Additionally, individuals should turn off the device while driving or operating heavy machinery, as this can cause distractions. Lastly, patient education can increase awareness of the functions and benefits of the device. In so doing, it minimises any unwanted risks and inconvenience from incorrect usage. Patients may experience improved outcomes in pain intensity and occurrences.

Can You Have the Device Removed?

The stimulator device can be removed if it is no longer necessary. There can be various reasons why a doctor suggests removal, such as if it is not providing sufficient pain relief. Another important consideration is if there are complications or adverse effects with using the device.

The removal process is similar to the initial implantation. Only a qualified health practitioner can perform the procedure to prevent risks. It involves making a small incision and carefully disconnecting and removing the leads and the electrodes. Furthermore, recovery is relatively quick, with most patients can return home the next day.

A small and large wing iTENS electrode with refill gel pads

Are There Alternatives to Spinal Cord Stimulators?

While spinal cord stimulators can be effective in managing chronic pain, they may not be suitable for everyone. Fortunately, there are alternative treatments available for individuals. One option is to undergo surgery to fix the underlying cause of the pain, such as a herniated disc or spinal stenosis. It can be more intrusive, but it offers a more permanent pain relief solution.

Physical therapy is a drug-free method that focuses on exercises and stretches to improve strength, flexibility, and mobility. This can be particularly beneficial for individuals with musculoskeletal conditions. It can also minimise the risk of potential injuries. Other alternatives are acupuncture and chiropractic care. These therapies focus on specific techniques aimed at alleviating pain and discomfort.

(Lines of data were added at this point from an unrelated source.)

//! Zep document collection search.

use reqwest::Client;
use serde::{Deserialize, Serialize};
use tracing::debug;

use crate::config::ZepConfig;
use crate::error::{Result, response_to_error};

/// A document returned by a collection search.
#[derive(Debug, Clone, PartialEq, Deserialize)]
pub struct ZepDocument {
    #[serde(default)]
    pub uuid: Option<String>,
    #[serde(default)]
    pub document_id: Option<String>,
    pub content: String,
    /// Similarity to the query, higher is closer.
    #[serde(default)]
    pub score: f32,
}

#[derive(Serialize)]
struct SearchRequest<'a> {
    text: &'a str,
}

#[derive(Deserialize)]
struct SearchResponse {
    #[serde(default)]
    results: Vec<ZepDocument>,
}

/// Client for one Zep document collection.
#[derive(Debug, Clone)]
pub struct ZepClient {
    client: Client,
    base_url: String,
    collection: String,
    limit: usize,
}

impl ZepClient {
    pub fn new(client: Client, config: &ZepConfig) -> Self {
        Self {
            client,
            base_url: config.url.trim_end_matches('/').to_string(),
            collection: config.collection.clone(),
            limit: config.search_limit,
        }
    }

    /// Documents similar to `text` scoring at least `min_score`, best first.
    pub async fn search(&self, text: &str, min_score: f32) -> Result<Vec<ZepDocument>> {
        let response = self
            .client
            .post(format!(
                "{}/api/v1/collection/{}/search?limit={}",
                self.base_url, self.collection, self.limit
            ))
            .json(&SearchRequest { text })
            .send()
            .await?;

        if !response.status().is_success() {
            return Err(response_to_error(response, "Zep").await);
        }

        let parsed: SearchResponse = response.json().await?;
        let total = parsed.results.len();
        let mut documents: Vec<ZepDocument> = parsed
            .results
            .into_iter()
            .filter(|doc| doc.score >= min_score)
            .collect();
        documents.sort_by(|a, b| b.score.total_cmp(&a.score));

        debug!(
            collection = %self.collection,
            total,
            kept = documents.len(),
            min_score,
            "Zep search completed"
        );
        Ok(documents)
    }
}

An innovative and emerging method for pain management is the use of electrical stimulation devices. These are portable devices that are applied externally to the affected area. Thus, it minimises the need for surgery or invasive procedures. One of the common types is TENS therapy. It delivers mild electric currents through electrode pads placed on the skin.

Benefits and Advantages of TENS

  • TENS is a drug-free and non-invasive method of pain relief.
  • TENS does not have adverse risks or side effects that are common with pain medications, such as nausea, ulcers, and digestive issues.
  • A TENS machine is portable and can be used anytime and anywhere, within reason.
  • TENS can help relieve acute and chronic pain or health conditions, including nerve pain, joint pain, muscular pain, and musculoskeletal disorders.
  • A TENS machine is easy to use, allowing for convenient pain management at home or on the go.
  • The TENS electrodes can be applied in most areas of the body, including the back, abdomen, shoulder, arms, and legs.


A spinal cord stimulator is an electronic device that can provide long-term pain relief. It is implanted in the back to deliver electrical signals to the nerves in the spinal cord. This helps block pain signals from reaching the brain, resulting in significant pain intensity reduction. Moreover, the device consists of a small pulse generator, thin wires, and a remote control. Rechargeable units are available, offering longer battery life and convenience.

The surgical procedure is minimally invasive and generally safe. However, the recovery period may last two to four weeks. During this period, patients should avoid physical activities that can strain the incision site. Additionally, certain changes are necessary to adjust to living with an implanted device. Overall, it is vital to discuss the benefits and potential risks with a healthcare provider to determine if spinal cord stimulation is the right treatment option.